Making Homes Safer For Seniors: UCLA Santa Monica Geriatrician

Sunday, 10 Feb 2013, 9:03:00 AM

Grace Chen, M.D.

February is “Safety Awareness Month” and a good time to

think about the safety of your home, especially if you are an older adult.

Falls are common among the elderly and broken hips from

falls are a leading cause of death or significant functional decline in adults

over age 65. As we age, health problems and the accompanying medications used

to treat them tend to increase our fall risk.  

Making homes more fall-proof is critical to enabling older adults to

continue living safely in their homes for as long as possible.

The first step is to evaluate the home for basic safety.

There should be clear evacuation routes, along with escape plans for fire,

earthquake or other emergencies. Smoke detectors should be installed outside

every bedroom and on every floor. They should be tested regularly and their

batteries replaced annually or even semi-annually. A fail-safe method is to

change smoke-detector batteries when changing clocks to “spring forward” or

“fall back.”

A carbon-monoxide detector also should be placed in a

central location within the home or apartment. Under California law, these

devices are now required in both single-family homes and multi-unit dwellings.

For added safety, the kitchen should have a fire extinguisher, and if the home

has a fireplace, it should be equipped with protective screens.

Next, remove common hazards from the home, including

clutter, throw rugs and raised doorway thresholds. Replace any frayed

electrical cords and make sure no wiring or phone cords run underneath rugs or

carpeting or across open areas. Repair loose carpeting and raised

flooring. 

Furniture and cords, of course, should be moved out of

walking pathways. Put rubber tips on walkers or canes to avoid accidental

slips. Water heaters should be set to temperatures below scalding (less than

120 degrees Fahrenheit) and appliances should be in kept in proper working

condition. Any weapons should be appropriately stored in safes or locked

cabinets. 

Finally, make changes to the

home to make it safer for occupancy. Some basic recommendations include:

• Keep the home well lit,

especially around stairways, porches and bathrooms.

• Use nightlights in

hallways and bathrooms.

• Ensure light switches are

easily accessible and do not require walking into a dark room to reach.

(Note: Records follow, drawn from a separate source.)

//! Memory layout of an opened model
//!
//! A model exposes a fixed list of [`Region`]s (contiguous memory areas the
//! accelerator reads or writes) and a list of [`BufferSlot`]s describing how
//! the caller sees them. Every slot maps to exactly one region. Both lists are
//! produced once by the dispatch layer at open time and never change after.
//!
//! ## Directions
//!
//! | Direction | Bound by |
//! |-----------|----------|
//! | `In` | caller, by index or label |
//! | `Out` | caller, by index or label |
//! | `Ext` | runtime at commit, or caller by label |

use crate::error::{Error, Result};
use crate::types::ModelId;
use serde::{Deserialize, Serialize};

/// Data-flow direction of a buffer slot.
#[derive(Debug, Clone, Copy, PartialEq, Eq, Hash, Serialize, Deserialize)]
#[serde(rename_all = "lowercase")]
pub enum Direction {
    /// Model input.
    In,
    /// Model output.
    Out,
    /// Internal scratch region the runtime backs automatically.
    Ext,
}

impl std::fmt::Display for Direction {
    fn fmt(&self, f: &mut std::fmt::Formatter<'_>) -> std::fmt::Result {
        match self {
            Direction::In => write!(f, "IN"),
            Direction::Out => write!(f, "OUT"),
            Direction::Ext => write!(f, "EXT"),
        }
    }
}

/// Tensor shape as reported by the model (NWHC).
#[derive(Debug, Clone, Copy, Default, PartialEq, Eq, Hash, Serialize, Deserialize)]
pub struct Shape {
    /// Batch
    pub n: u32,
    /// Width
    pub w: u32,
    /// Height
    pub h: u32,
    /// Channels
    pub c: u32,
}

impl Shape {
    /// Create a shape.
    pub const fn new(n: u32, w: u32, h: u32, c: u32) -> Self {
        Shape { n, w, h, c }
    }
}

/// A contiguous memory area required by the model.
#[derive(Debug, Clone, PartialEq, Eq, Serialize, Deserialize)]
pub struct Region {
    /// Position in the session's region list.
    pub index: usize,
    /// Exact byte size a bound buffer must have.
    pub required_size: usize,
    /// Backend-defined attribute flags.
    #[serde(default)]
    pub attribute: u32,
    /// Human-readable name.
    #[serde(default)]
    pub name: String,
}

/// Caller-visible view of a region.
#[derive(Debug, Clone, PartialEq, Eq, Serialize, Deserialize)]
pub struct BufferSlot {
    /// Region this slot maps to.
    pub region_index: usize,
    /// Data-flow direction.
    pub direction: Direction,
    /// Index among slots of the same direction.
    pub slot_index: usize,
    /// Byte size of the slot.
    pub size: usize,
    /// Byte offset of the slot inside its region.
    #[serde(default)]
    pub offset: usize,
    /// Tensor shape.
    #[serde(default)]
    pub shape: Shape,
    /// Backend-defined element kind.
    #[serde(default)]
    pub kind: u32,
    /// Label the caller can bind by.
    #[serde(default)]
    pub name: String,
}

/// How a bind call names its target slot.
#[derive(Debug, Clone, PartialEq, Eq)]
pub enum SlotSelector {
    /// Match the slot's label exactly.
    Label(String),
    /// Match (direction, index within direction).
    Index(Direction, usize),
}

impl SlotSelector {
    /// Selector matching a label.
    pub fn label(name: impl Into<String>) -> Self {
        SlotSelector::Label(name.into())
    }

    fn matches(&self, slot: &BufferSlot) -> bool {
        match self {
            SlotSelector::Label(name) => slot.name == *name,
            SlotSelector::Index(direction, index) => {
                slot.direction == *direction && slot.slot_index == *index
            }
        }
    }
}

impl std::fmt::Display for SlotSelector {
    fn fmt(&self, f: &mut std::fmt::Formatter<'_>) -> std::fmt::Result {
        match self {
            SlotSelector::Label(name) => write!(f, "label {:?}", name),
            SlotSelector::Index(direction, index) => write!(f, "{}[{}]", direction, index),
        }
    }
}

/// Number of input and output slots of a model.
#[derive(Debug, Clone, Copy, Default, PartialEq, Eq)]
pub struct BufferCounts {
    /// Input slots
    pub inputs: usize,
    /// Output slots
    pub outputs: usize,
}

impl BufferCounts {
    /// Inputs plus outputs.
    pub fn total(&self) -> usize {
        self.inputs + self.outputs
    }
}

/// Description of one slot returned to the caller.
#[derive(Debug, Clone, PartialEq, Eq)]
pub struct BufferInfo {
    /// Tensor shape
    pub shape: Shape,
    /// Byte size
    pub size: usize,
    /// Element kind
    pub kind: u32,
    /// Slot label
    pub label: String,
}

impl From<&BufferSlot> for BufferInfo {
    fn from(slot: &BufferSlot) -> Self {
        BufferInfo {
            shape: slot.shape,
            size: slot.size,
            kind: slot.kind,
            label: slot.name.clone(),
        }
    }
}

/// Layout of an opened model as reported by the dispatch layer.
#[derive(Debug, Clone, PartialEq, Eq)]
pub struct Session {
    /// Owning model.
    pub model_id: ModelId,
    /// Caller-visible slots, in dispatch order.
    pub slots: Vec<BufferSlot>,
    /// Memory regions, indexed by `Region::index`.
    pub regions: Vec<Region>,
}

impl Session {
    /// Create a session layout.
    pub fn new(model_id: ModelId, slots: Vec<BufferSlot>, regions: Vec<Region>) -> Self {
        Session {
            model_id,
            slots,
            regions,
        }
    }

    /// Check that regions sit at the position their index names and that
    /// every slot maps to an existing region.
    pub fn validate(&self) -> Result<()> {
        for (position, region) in self.regions.iter().enumerate() {
            if region.index != position {
                return Err(Error::InvalidArgument(format!(
                    "model {}: region at position {} declares index {}",
                    self.model_id, position, region.index
                )));
            }
        }
        if let Some(slot) = self
            .slots
            .iter()
            .find(|slot| slot.region_index >= self.regions.len())
        {
            return Err(Error::InvalidArgument(format!(
                "model {}: slot {:?} maps to missing region {}",
                self.model_id, slot.name, slot.region_index
            )));
        }
        Ok(())
    }

    /// First slot matching `selector`.
    pub fn find_slot(&self, selector: &SlotSelector) -> Option<&BufferSlot> {
        self.slots.iter().find(|slot| selector.matches(slot))
    }

    /// Region at `index`.
    pub fn region(&self, index: usize) -> Option<&Region> {
        self.regions.get(index)
    }

    /// Count of IN and OUT slots. EXT slots are not counted.
    pub fn buffer_counts(&self) -> BufferCounts {
        let mut counts = BufferCounts::default();
        for slot in &self.slots {
            match slot.direction {
                Direction::In => counts.inputs += 1,
                Direction::Out => counts.outputs += 1,
                Direction::Ext => {}
            }
        }
        counts
    }

    /// Slots of the given direction ordered by slot index.
    pub fn slots_of(&self, direction: Direction) -> Vec<&BufferSlot> {
        let mut slots: Vec<&BufferSlot> = self
            .slots
            .iter()
            .filter(|slot| slot.direction == direction)
            .collect();
        slots.sort_by_key(|slot| slot.slot_index);
        slots
    }
}
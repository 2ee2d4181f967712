//! Memory layer for the nerve runtime
//!
//! This crate owns every buffer the runtime hands out:
//! - [`Buffer`]: a tagged view of backend memory with safe byte access
//! - [`Allocator`]: the backend capability, with a device allocator that
//!   supports zero-copy import and a plain heap allocator that does not
//! - [`BufferRegistry`]: the pool of live buffers, serialized by one lock

#![warn(missing_docs)]
#![warn(clippy::all)]

pub mod allocator;
pub mod buffer;
pub mod registry;
pub mod tag;

pub use allocator::{Allocation, Allocator, AllocatorKind, DeviceAllocator, HeapAllocator};
pub use buffer::{Buffer, BufferKind, BufferStatus, CachePolicy, MappedRegion, NativeDescriptor};
pub use registry::{BufferRegistry, DEFAULT_SHUTDOWN_RETRY_LIMIT};
pub use tag::integrity_tag;
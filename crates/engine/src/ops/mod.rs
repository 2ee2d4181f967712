//! Client operations
//!
//! Every operation is an inherent method on [`ProcessContext`](crate::ProcessContext),
//! grouped by concern:
//! - `model`: open, close, execution space, layout queries
//! - `binding`: bind by index, by label, all at once
//! - `execute`: commit, synchronous and asynchronous execute, wait
//! - `buffers`: allocate, import, view, release

mod binding;
mod buffers;
mod execute;
mod guard;
mod model;

pub use buffers::AllocatedBuffers;
pub use model::ModelSource;
//! Commit: EXT auto-allocation, verification, rollback

use crate::common::*;
use nerve_core::{Direction, Error, ReturnCode};
use nerve_engine::LoopbackDispatcher;

#[test]
fn commit_auto_allocates_ext_and_close_releases_it() {
    let (ctx, _dispatcher) = context();
    let before_open = ctx.pool_len().unwrap();

    let model = ctx.open_model(image(&scratch_manifest())).unwrap();
    let input = ctx.allocate_buffer(INPUT_SIZE).unwrap();
    let output = ctx.allocate_buffer(OUTPUT_SIZE).unwrap();
    ctx.bind_by_index(model, 0, Direction::In, 0, &input).unwrap();
    ctx.bind_by_index(model, 0, Direction::Out, 0, &output).unwrap();

    let before_commit = ctx.pool_len().unwrap();
    ctx.commit(model, 0).unwrap();
    assert_eq!(ctx.pool_len().unwrap(), before_commit + 1);

    let scratch = ctx.execution(model, 0).unwrap();
    let binding = scratch.binding(2).unwrap();
    assert_eq!(binding.size, SCRATCH_SIZE);

    ctx.close_model(model).unwrap();
    ctx.release_buffers(&[input, output]).unwrap();
    assert_eq!(ctx.pool_len().unwrap(), before_open);
}

#[test]
fn double_commit_is_rejected() {
    let (ctx, _dispatcher) = context();
    let model = ctx.open_model(image(&simple_manifest())).unwrap();
    let buffers = ctx.allocate_all_buffers(model, 0, true).unwrap();

    let result = ctx.commit(model, 0);
    assert!(matches!(result, Err(Error::AlreadyCommitted { .. })));
    assert_eq!(ReturnCode::of(&result), ReturnCode::GenericFailure);

    ctx.close_model(model).unwrap();
    ctx.release_buffers(&buffers.all()).unwrap();
}

#[test]
fn failed_verify_rolls_back_ext_allocation() {
    let (ctx, _dispatcher) = context();
    let model = ctx.open_model(image(&scratch_manifest())).unwrap();
    let input = ctx.allocate_buffer(INPUT_SIZE).unwrap();
    ctx.bind_by_index(model, 0, Direction::In, 0, &input).unwrap();

    let before = ctx.pool_len().unwrap();
    let err = ctx.commit(model, 0).unwrap_err();
    assert!(matches!(err, Error::UnboundRegions { unbound: 1, total: 3 }));

    assert_eq!(ctx.pool_len().unwrap(), before);
    let execution = ctx.execution(model, 0).unwrap();
    assert!(execution.binding(2).is_none());
    assert!(!execution.is_committed());

    // Completing the binding lets the same execution commit.
    let output = ctx.allocate_buffer(OUTPUT_SIZE).unwrap();
    ctx.bind_by_index(model, 0, Direction::Out, 0, &output).unwrap();
    ctx.commit(model, 0).unwrap();
    assert_eq!(ctx.pool_len().unwrap(), before + 2);

    ctx.close_model(model).unwrap();
    ctx.release_buffers(&[input, output]).unwrap();
}

#[test]
fn ext_allocation_failure_rolls_back() {
    let manifest = scratch_manifest();
    let image_len = image(&manifest).len();
    // Room for the image, input and output but not the scratch region.
    let limit = image_len + INPUT_SIZE + OUTPUT_SIZE + SCRATCH_SIZE - 1;
    let (ctx, _dispatcher) =
        context_with(LoopbackDispatcher::new(), options().memory_limit(Some(limit)));

    let model = ctx.open_model(image(&manifest)).unwrap();
    let input = ctx.allocate_buffer(INPUT_SIZE).unwrap();
    let output = ctx.allocate_buffer(OUTPUT_SIZE).unwrap();
    ctx.bind_by_label(model, 0, "input", &input).unwrap();
    ctx.bind_by_label(model, 0, "output", &output).unwrap();

    let before = ctx.pool_len().unwrap();
    let result = ctx.commit(model, 0);
    assert_eq!(ReturnCode::of(&result), ReturnCode::MemoryError);
    assert_eq!(ctx.pool_len().unwrap(), before);
    assert!(!ctx.execution(model, 0).unwrap().is_committed());

    ctx.close_model(model).unwrap();
    ctx.release_buffers(&[input, output]).unwrap();
}

#[test]
fn ext_bound_by_label_is_not_auto_allocated() {
    let (ctx, _dispatcher) = context();
    let model = ctx.open_model(image(&scratch_manifest())).unwrap();
    let input = ctx.allocate_buffer(INPUT_SIZE).unwrap();
    let output = ctx.allocate_buffer(OUTPUT_SIZE).unwrap();
    let scratch = ctx.allocate_buffer(SCRATCH_SIZE).unwrap();
    ctx.bind_by_label(model, 0, "input", &input).unwrap();
    ctx.bind_by_label(model, 0, "output", &output).unwrap();
    ctx.bind_by_label(model, 0, "scratch", &scratch).unwrap();

    let before = ctx.pool_len().unwrap();
    ctx.commit(model, 0).unwrap();
    assert_eq!(ctx.pool_len().unwrap(), before);

    ctx.close_model(model).unwrap();
    ctx.release_buffers(&[input, output, scratch]).unwrap();
}

#[test]
fn recommit_after_regenerate_replaces_auto_buffers() {
    let (ctx, _dispatcher) = context();
    let model = ctx.open_model(image(&scratch_manifest())).unwrap();
    let input = ctx.allocate_buffer(INPUT_SIZE).unwrap();
    let output = ctx.allocate_buffer(OUTPUT_SIZE).unwrap();

    for _ in 0..3 {
        ctx.generate_buffer_space(model, 1).unwrap();
        ctx.bind_by_label(model, 0, "input", &input).unwrap();
        ctx.bind_by_label(model, 0, "output", &output).unwrap();
        ctx.commit(model, 0).unwrap();
    }
    // loaded image + input + output + one scratch buffer
    assert_eq!(ctx.pool_len().unwrap(), 4);

    ctx.close_model(model).unwrap();
    ctx.release_buffers(&[input, output]).unwrap();
    assert_eq!(ctx.pool_len().unwrap(), 0);
}

#[test]
fn multiple_sessions_commit_independently() {
    let (ctx, _dispatcher) = context();
    let model = ctx.open_model(image(&simple_manifest())).unwrap();
    ctx.generate_buffer_space(model, 3).unwrap();

    let mut ids = Vec::new();
    let mut owned = Vec::new();
    for session in 0..3 {
        let buffers = ctx.allocate_all_buffers(model, session, true).unwrap();
        ids.push(ctx.execution_id(model, session).unwrap());
        owned.extend(buffers.all());
    }
    ids.sort();
    ids.dedup();
    assert_eq!(ids.len(), 3);
    assert!(ids.iter().all(|id| id.model_component() == model));

    ctx.close_model(model).unwrap();
    ctx.release_buffers(&owned).unwrap();
}
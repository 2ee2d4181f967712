//! Dispatch layer seam
//!
//! Everything below the runtime core (model parsing, accelerator scheduling,
//! the transport to the device service) is reached through [`Dispatcher`].
//! The runtime calls it with no registry or store lock held.

pub mod loopback;

use nerve_core::{ExecutionId, ModelId, Result, Session};
use nerve_memory::Buffer;
use nerve_session::Execution;

/// Hardware dispatch collaborator.
///
/// # Thread Safety
///
/// `execute` is called concurrently from caller threads and async workers.
pub trait Dispatcher: Send + Sync {
    /// Name for logging.
    fn name(&self) -> &'static str;

    /// Bring the dispatch layer up.
    fn init(&self) -> Result<()>;

    /// Tear the dispatch layer down.
    fn deinit(&self) -> Result<()>;

    /// Parse the model image held in `model` and return its layout.
    ///
    /// The returned session's model id must be nonzero with its low 24 bits
    /// clear.
    fn open_model(&self, model: &Buffer) -> Result<Session>;

    /// Forget a model.
    fn close_model(&self, model_id: ModelId) -> Result<()>;

    /// Accept a fully bound execution and return its id.
    fn commit_execution(&self, model_id: ModelId, execution: &Execution) -> Result<ExecutionId>;

    /// Run a committed execution to completion.
    fn execute(&self, execution_id: ExecutionId) -> Result<()>;
}
//! Deferred execution results

use nerve_core::{Error, Result};
use std::sync::mpsc::Receiver;

/// Result of an asynchronous execution, available later.
#[derive(Debug)]
pub enum PendingExecution {
    /// Result already known
    Ready(Result<()>),
    /// Result will arrive from a worker
    Channel(Receiver<Result<()>>),
}

impl PendingExecution {
    /// A result that is already known.
    pub fn ready(result: Result<()>) -> Self {
        PendingExecution::Ready(result)
    }

    /// Block until the result is available.
    pub fn wait(self) -> Result<()> {
        match self {
            PendingExecution::Ready(result) => result,
            PendingExecution::Channel(rx) => rx.recv().map_err(|_| {
                Error::Internal("async execution worker exited without a result".to_string())
            })?,
        }
    }

    /// Whether waiting would not block.
    pub fn is_ready(&self) -> bool {
        matches!(self, PendingExecution::Ready(_))
    }
}
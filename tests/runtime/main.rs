//! Runtime facade integration tests
//!
//! Exercises the public `nerve` surface end to end: builder, handles,
//! configuration files and the full open/bind/execute/close cycle.

#[path = "../common/mod.rs"]
mod common;

mod config;
mod workflow;
//! Model lifecycle: open, execute, close, teardown

use crate::common::*;
use nerve_core::{Direction, Error, ModelId, ReturnCode};
use nerve_engine::{ModelSource, ProcessContext};
use std::io::Write;
use std::sync::Arc;

#[test]
fn open_bind_commit_execute_close() {
    let (ctx, dispatcher) = context();
    let model = ctx.open_model(image(&simple_manifest())).unwrap();

    let counts = ctx.buffer_counts(model).unwrap();
    assert_eq!((counts.inputs, counts.outputs), (1, 1));

    let input = ctx.allocate_buffer(INPUT_SIZE).unwrap();
    let output = ctx.allocate_buffer(OUTPUT_SIZE).unwrap();
    let payload: Vec<u8> = (0..INPUT_SIZE as u8).collect();
    input.write(0, &payload).unwrap();

    ctx.generate_buffer_space(model, 1).unwrap();
    ctx.bind_by_index(model, 0, Direction::In, 0, &input).unwrap();
    ctx.bind_by_index(model, 0, Direction::Out, 0, &output).unwrap();

    let id = ctx.commit(model, 0).unwrap();
    assert!(id.is_assigned());
    assert_eq!(id.model_component(), model);

    ctx.execute(model, 0).unwrap();
    assert_eq!(output.to_vec().unwrap(), payload[..OUTPUT_SIZE].to_vec());
    assert_eq!(dispatcher.executed_count(), 1);

    ctx.close_model(model).unwrap();
    assert!(ctx.buffer_counts(model).unwrap_err().is_not_found());
    ctx.release_buffers(&[input, output]).unwrap();
    assert_eq!(ctx.pool_len().unwrap(), 0);
    assert!(ctx.open_models().unwrap().is_empty());
    assert_eq!(dispatcher.open_model_count(), 0);
}

#[test]
fn execute_commits_implicitly() {
    let (ctx, _dispatcher) = context();
    let model = ctx.open_model(image(&simple_manifest())).unwrap();
    let input = ctx.allocate_buffer(INPUT_SIZE).unwrap();
    let output = ctx.allocate_buffer(OUTPUT_SIZE).unwrap();
    input.fill(3).unwrap();

    ctx.bind_by_label(model, 0, "input", &input).unwrap();
    ctx.bind_by_label(model, 0, "output", &output).unwrap();
    assert!(!ctx.execution_id(model, 0).unwrap().is_assigned());

    ctx.execute(model, 0).unwrap();
    assert!(ctx.execution_id(model, 0).unwrap().is_assigned());
    assert_eq!(output.to_vec().unwrap(), vec![3u8; OUTPUT_SIZE]);

    ctx.execute(model, 0).unwrap();
    ctx.close_model(model).unwrap();
}

#[test]
fn open_from_file() {
    let (ctx, _dispatcher) = context();
    let mut file = tempfile::NamedTempFile::new().unwrap();
    file.write_all(&image(&simple_manifest())).unwrap();
    file.flush().unwrap();

    let model = ctx.open_model(file.path()).unwrap();
    assert!(model.is_valid());
    ctx.close_model(model).unwrap();
}

#[test]
fn open_missing_file_is_io_error() {
    let (ctx, _dispatcher) = context();
    let dir = tempfile::tempdir().unwrap();
    let result = ctx.open_model(ModelSource::File(dir.path().join("absent.nnc")));
    assert_eq!(ReturnCode::of(&result), ReturnCode::IoError);
    assert_eq!(ctx.pool_len().unwrap(), 0);
}

#[test]
fn failed_open_releases_loaded_buffer() {
    let (ctx, _dispatcher) = context();
    let result = ctx.open_model(b"not a model".as_slice());
    assert!(matches!(result, Err(Error::Dispatch(_))));
    assert_eq!(ctx.pool_len().unwrap(), 0);

    let result = ctx.open_model(Vec::new());
    assert_eq!(ReturnCode::of(&result), ReturnCode::InvalidArgument);
}

#[test]
fn filtered_model_reports_filtered() {
    let (ctx, _dispatcher) = context();
    let mut manifest = simple_manifest();
    manifest.filtered = true;
    let result = ctx.open_model(image(&manifest));
    assert_eq!(ReturnCode::of(&result), ReturnCode::Filtered);
    assert_eq!(ctx.pool_len().unwrap(), 0);
}

#[test]
fn close_unknown_model() {
    let (ctx, _dispatcher) = context();
    let err = ctx.close_model(ModelId::new(42 << 24)).unwrap_err();
    assert!(err.is_not_found());
}

#[test]
fn buffer_info_queries() {
    let (ctx, _dispatcher) = context();
    let model = ctx.open_model(image(&wide_manifest())).unwrap();

    let info = ctx.buffer_info_by_index(model, Direction::Out, 1).unwrap();
    assert_eq!(info.label, "head");
    assert_eq!(info.size, 4);

    let info = ctx.buffer_info_by_label(model, "b").unwrap();
    assert_eq!(info.size, 8);
    assert_eq!(info.shape.w, 8);

    assert!(ctx.buffer_info_by_label(model, "missing").is_err());
    ctx.close_model(model).unwrap();
}

#[test]
fn operations_require_acquired_context() {
    let ctx = ProcessContext::new(options(), Arc::new(nerve_engine::LoopbackDispatcher::new()));
    assert_eq!(
        ctx.allocate_buffer(8).unwrap_err(),
        Error::ContextNotInitialized
    );
    assert_eq!(
        ReturnCode::of(&ctx.open_model(image(&simple_manifest()))),
        ReturnCode::InvalidArgument
    );
}

#[test]
fn teardown_releases_everything() {
    let (ctx, dispatcher) = context();
    let model = ctx.open_model(image(&scratch_manifest())).unwrap();
    ctx.allocate_all_buffers(model, 0, true).unwrap();
    assert!(ctx.pool_len().unwrap() > 0);

    assert_eq!(ctx.release(false).unwrap(), 0);
    assert!(!ctx.is_initialized());
    assert_eq!(dispatcher.open_model_count(), 0);

    // A fresh acquire starts from an empty pool.
    ctx.acquire().unwrap();
    assert_eq!(ctx.pool_len().unwrap(), 0);
    assert!(ctx.open_models().unwrap().is_empty());
}

#[test]
fn allocate_all_buffers_binds_every_slot() {
    let (ctx, _dispatcher) = context();
    let model = ctx.open_model(image(&wide_manifest())).unwrap();

    let buffers = ctx.allocate_all_buffers(model, 0, true).unwrap();
    assert_eq!(buffers.inputs.len(), 2);
    assert_eq!(buffers.outputs.len(), 2);
    assert_eq!(buffers.outputs[0].size(), 16);

    buffers.inputs[0].fill(1).unwrap();
    buffers.inputs[1].fill(2).unwrap();
    ctx.execute(model, 0).unwrap();
    assert_eq!(
        buffers.outputs[0].to_vec().unwrap(),
        [vec![1u8; 8], vec![2u8; 8]].concat()
    );
    assert_eq!(buffers.outputs[1].to_vec().unwrap(), vec![1u8; 4]);

    ctx.close_model(model).unwrap();
    ctx.release_buffers(&buffers.all()).unwrap();
    assert_eq!(ctx.pool_len().unwrap(), 0);
}

#[test]
fn allocate_all_buffers_failure_releases() {
    let (ctx, _dispatcher) = context_with(
        nerve_engine::LoopbackDispatcher::new(),
        options().memory_limit(Some(4096)),
    );
    let model = ctx.open_model(image(&simple_manifest())).unwrap();
    let baseline = ctx.pool_len().unwrap();

    // Eat the budget so the output allocation fails.
    let hog_size = 4096 - image(&simple_manifest()).len() - INPUT_SIZE - 10;
    let hog = ctx.allocate_buffer(hog_size).unwrap();

    let result = ctx.allocate_all_buffers(model, 0, false);
    assert_eq!(ReturnCode::of(&result), ReturnCode::MemoryError);
    assert_eq!(ctx.pool_len().unwrap(), baseline + 1);

    ctx.release_buffer(&hog).unwrap();
    ctx.close_model(model).unwrap();
}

• Install light switches at

both the top and bottom of stairs.

• Make sure stairways

contain sturdy handrails.

• Install grab bars in the

bathroom and place non-skid mats in and outside the shower/tub area. 

• Use shower chairs or

benches, if needed, and long-handled brushes to help with bathing.

• Peepholes should be low

enough for all residents to view.

• Deadbolts should not

require keys to open from inside, unless wandering is an issue.

• Doorways should be wide

enough to allow a walker or wheelchair to pass through.

• Windows and screens should

be easy to open and close.

• Sofas and chairs should be

high and firm for easier sitting and rising.

• Thermostats should be both

easy to read and operate. 

• Telephones should be

readily accessible from every room.

• Consider subscribing to an

emergency-response system for 24-hour access to assistance, if needed. 

Following these simple steps

will make your home safer for seniors and others alike.

Dr. Grace Chen is

a board-certified geriatrician with the highly regarded UCLA Geriatrics Program

in Santa Monica and Westwood. For more information, call 310.319.4371 or visit www.uclahealth.org.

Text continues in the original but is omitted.